Author's Note: This chapter is a little bit shorter, but it's been one of my favorites to write. I am trying to keep in mind their personalities as well as their life experiences as I write about Arnold's and Helga's relationship. Boy is it hard! Enjoy :)


It's time to talk.

I am at home drinking a cup of coffee. It is well after dinner, which Arnold had offered to pick up. And now, we are sitting at the table together while Frankie gets ready for bed.

"Helga,"

His voice is soft, yet firm.

I glance at him. I feel tired all through. I couldn't believe what had happened this afternoon. Not only had my daughter left school and walked home by herself, deliberately disobeying me, my own sister has proven herself to be a full-blown criminal.

"You didn't turn her in," he says to me.

I groan. "Arnold. She is a criminal, yes, but she is my sister. How could I turn her in?"
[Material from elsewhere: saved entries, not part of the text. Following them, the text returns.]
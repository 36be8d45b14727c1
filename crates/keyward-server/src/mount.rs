// Copyright (c) 2025 Geoffrey Huntley <ghuntley@ghuntley.com>. All rights reserved.
// SPDX-License-Identifier: Proprietary

//! The set of auth methods this host can mount.

use std::collections::BTreeMap;
use std::sync::Arc;

use async_trait::async_trait;
use keyward_server_auth::{
	Auth, AuthResult, Backend, InMemoryStorage, Request, Response, StaticSystemView, Storage,
	SystemView,
};
use keyward_server_auth_aws::AwsBackend;
use keyward_server_auth_azure::AzureBackend;
use keyward_server_auth_chef::ChefBackend;
use keyward_server_auth_httpbasic::HttpBasicBackend;
use keyward_server_auth_radius::RadiusBackend;
use keyward_server_config::{MountMethod, ServerConfig};
use tracing::info;

/// A mounted auth method. Methods are composed here rather than registered
/// through a factory.
pub enum MountedBackend {
	Aws(AwsBackend),
	Chef(ChefBackend),
	Radius(RadiusBackend),
	Azure(AzureBackend),
	HttpBasic(HttpBasicBackend),
}

impl MountedBackend {
	pub fn new(
		method: MountMethod,
		storage: Arc<dyn Storage>,
		system: Arc<dyn SystemView>,
	) -> AuthResult<Self> {
		Ok(match method {
			MountMethod::Aws => Self::Aws(AwsBackend::new(storage, system)?),
			MountMethod::Chef => Self::Chef(ChefBackend::new(storage, system)?),
			MountMethod::Radius => Self::Radius(RadiusBackend::new(storage, system)),
			MountMethod::Azure => Self::Azure(AzureBackend::new(storage, system)?),
			MountMethod::Httpbasic => Self::HttpBasic(HttpBasicBackend::new(storage, system)?),
		})
	}

	fn inner(&self) -> &dyn Backend {
		match self {
			Self::Aws(b) => b,
			Self::Chef(b) => b,
			Self::Radius(b) => b,
			Self::Azure(b) => b,
			Self::HttpBasic(b) => b,
		}
	}
}

#[async_trait]
impl Backend for MountedBackend {
	fn backend_type(&self) -> &'static str {
		self.inner().backend_type()
	}

	async fn handle(&self, request: Request) -> AuthResult<Response> {
		self.inner().handle(request).await
	}

	async fn renew(&self, auth: &Auth) -> AuthResult<Auth> {
		self.inner().renew(auth).await
	}

	async fn periodic(&self) -> AuthResult<()> {
		self.inner().periodic().await
	}
}

/// Build every configured mount over a fresh in-memory store.
pub fn build_mounts(config: &ServerConfig) -> AuthResult<BTreeMap<String, Arc<MountedBackend>>> {
	let system: Arc<dyn SystemView> = Arc::new(StaticSystemView::new(
		config.system.default_lease_ttl,
		config.system.max_lease_ttl,
	));

	let mut mounts = BTreeMap::new();
	for mount in &config.mounts {
		let storage: Arc<dyn Storage> = Arc::new(InMemoryStorage::new());
		let backend = MountedBackend::new(mount.method, storage, Arc::clone(&system))?;
		info!(path = %mount.path, method = %mount.method, "mounted auth backend");
		mounts.insert(mount.path.clone(), Arc::new(backend));
	}
	Ok(mounts)
}

#[cfg(test)]
mod tests {
	use super::*;
	use keyward_server_config::{finalize, ServerConfigLayer};

	#[tokio::test]
	async fn default_config_mounts_every_method() {
		let config = finalize(ServerConfigLayer::default()).unwrap();
		let mounts = build_mounts(&config).unwrap();

		let types: Vec<_> = mounts
			.iter()
			.map(|(path, b)| (path.as_str(), b.backend_type()))
			.collect();
		assert_eq!(
			types,
			vec![
				("aws", "aws"),
				("azure", "azure"),
				("chef", "chef"),
				("httpbasic", "httpbasic"),
				("radius", "radius"),
			]
		);
	}
}
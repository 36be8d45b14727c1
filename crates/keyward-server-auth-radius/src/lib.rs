// Copyright (c) 2025 Geoffrey Huntley <ghuntley@ghuntley.com>. All rights reserved.
// SPDX-License-Identifier: Proprietary

//! RADIUS authentication.
//!
//! | Path | Operations |
//! |------|------------|
//! | `login/<username>` | Update: `{password}` |
//! | `config` | Read, Update, Delete |
//! | `users/<name>` | Read, Update, Delete; `users/` List |
//!
//! Users without a `users/` entry receive `unregistered_user_policies`.

pub mod backend;
pub mod client;
pub mod codec;
pub mod config;
pub mod error;

pub use backend::RadiusBackend;
pub use client::Outcome;
pub use config::RadiusConfig;
pub use error::{RadiusError, RadiusResult};
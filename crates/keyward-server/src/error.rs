// Copyright (c) 2025 Geoffrey Huntley <ghuntley@ghuntley.com>. All rights reserved.
// SPDX-License-Identifier: Proprietary

//! Server error types and HTTP response conversions.

use axum::{
	http::StatusCode,
	response::{IntoResponse, Response},
	Json,
};
use keyward_server_auth::{AuthError, ErrorKind};
use serde::Serialize;

#[derive(Debug, thiserror::Error)]
pub enum ServerError {
	/// Error returned by a mounted backend.
	#[error(transparent)]
	Auth(#[from] AuthError),

	/// No backend is mounted at this path.
	#[error("no auth backend mounted at '{0}'")]
	UnknownMount(String),

	/// The request body could not be decoded.
	#[error("invalid request body: {0}")]
	BadRequest(String),
}

/// Error response body.
#[derive(Debug, Serialize)]
pub struct ErrorResponse {
	pub error: String,
	pub message: String,
}

impl ServerError {
	fn status_and_code(&self) -> (StatusCode, &'static str) {
		match self {
			ServerError::Auth(e) => match e.kind() {
				ErrorKind::BadRequest => (StatusCode::BAD_REQUEST, "bad_request"),
				ErrorKind::Forbidden => (StatusCode::FORBIDDEN, "permission_denied"),
				ErrorKind::NotFound => (StatusCode::NOT_FOUND, "not_found"),
				ErrorKind::Upstream => (StatusCode::BAD_GATEWAY, "upstream_error"),
				ErrorKind::Conflict => (StatusCode::CONFLICT, "conflict"),
				ErrorKind::Internal => (StatusCode::INTERNAL_SERVER_ERROR, "internal_error"),
			},
			ServerError::UnknownMount(_) => (StatusCode::NOT_FOUND, "not_found"),
			ServerError::BadRequest(_) => (StatusCode::BAD_REQUEST, "bad_request"),
		}
	}
}

impl IntoResponse for ServerError {
	fn into_response(self) -> Response {
		let (status, code) = self.status_and_code();
		let message = match &self {
			ServerError::Auth(e) => e.user_message(),
			other => other.to_string(),
		};
		if status.is_server_error() {
			tracing::warn!(status = status.as_u16(), %message, "auth request failed");
		}
		(
			status,
			Json(ErrorResponse {
				error: code.to_string(),
				message,
			}),
		)
			.into_response()
	}
}

#[cfg(test)]
mod tests {
	use super::*;
	use keyward_server_auth::ReplayError;

	#[test]
	fn test_status_mapping() {
		let cases = [
			(ServerError::from(AuthError::bad_request("x")), StatusCode::BAD_REQUEST),
			(ServerError::from(AuthError::from(ReplayError::NonceMismatch)), StatusCode::FORBIDDEN),
			(ServerError::from(AuthError::not_found("role")), StatusCode::NOT_FOUND),
			(ServerError::from(AuthError::upstream("sts", "500")), StatusCode::BAD_GATEWAY),
			(ServerError::from(AuthError::Conflict("k".into())), StatusCode::CONFLICT),
			(ServerError::from(AuthError::internal("boom")), StatusCode::INTERNAL_SERVER_ERROR),
			(ServerError::UnknownMount("ldap".into()), StatusCode::NOT_FOUND),
		];
		for (err, expected) in cases {
			assert_eq!(err.status_and_code().0, expected, "{err}");
		}
	}

	#[test]
	fn test_internal_message_is_masked() {
		let response = ServerError::from(AuthError::internal("decoder offset 12")).into_response();
		assert_eq!(response.status(), StatusCode::INTERNAL_SERVER_ERROR);
	}
}
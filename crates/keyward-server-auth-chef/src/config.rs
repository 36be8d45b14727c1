// Copyright (c) 2025 Geoffrey Huntley <ghuntley@ghuntley.com>. All rights reserved.
// SPDX-License-Identifier: Proprietary

use serde::{Deserialize, Serialize};
use serde_json::{Map, Value};

pub const CONFIG_KEY: &str = "config";

/// Path the node signs when it logs in.
pub const DEFAULT_LOGIN_PATH: &str = "/v1/auth/chef/login";

/// Connection to the Chef server used to look up clients and nodes.
#[derive(Debug, Clone, Default, PartialEq, Eq, Serialize, Deserialize)]
pub struct ChefConfig {
	/// Organization URL, e.g. `https://chef.example.com/organizations/acme`.
	pub base_url: String,
	pub client_name: String,
	/// PEM private key of `client_name`. Never returned on read.
	pub client_key: String,
	#[serde(default = "default_login_path")]
	pub login_path: String,
}

fn default_login_path() -> String {
	DEFAULT_LOGIN_PATH.to_string()
}

impl ChefConfig {
	pub fn to_response(&self) -> Map<String, Value> {
		let mut map = Map::new();
		map.insert("base_url".into(), Value::String(self.base_url.clone()));
		map.insert("client_name".into(), Value::String(self.client_name.clone()));
		map.insert("login_path".into(), Value::String(self.login_path.clone()));
		map
	}
}

#[derive(Debug, Default, Deserialize)]
pub struct ChefConfigInput {
	pub base_url: Option<String>,
	pub client_name: Option<String>,
	pub client_key: Option<String>,
	pub login_path: Option<String>,
}

impl ChefConfigInput {
	pub fn apply(self, config: &mut ChefConfig) {
		if let Some(v) = self.base_url {
			config.base_url = v.trim_end_matches('/').to_string();
		}
		if let Some(v) = self.client_name {
			config.client_name = v;
		}
		if let Some(v) = self.client_key {
			config.client_key = v;
		}
		if let Some(v) = self.login_path {
			config.login_path = v;
		}
		if config.login_path.is_empty() {
			config.login_path = default_login_path();
		}
	}
}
"Then why didn't you help her. You could have gotten her out of that situation. She needs rehab,"

"Oh please Arnold, don't get all psycho on me. What was I supposed to do? She is a hopeless druggie and has been for the past 10 years!" I say, frustrated.

"She came by here, didn't she?"

"I – I don't know what you're talking about," I say.

"She came here, asking you for help," He says again, his voice rising with accusation.

"Criminy, Arnold! How the hell do you know that?" I shout. Probably too loud. I didn't like to curse around Frankie.

"I'm a psychiatrist, Helga. These things are more common than you think,"

I want to shout at him. I want to tell him how stupid he was being, and that just because he was a psychologist, didn't mean he is some sort of genie who knew all my problems and could magically make it better.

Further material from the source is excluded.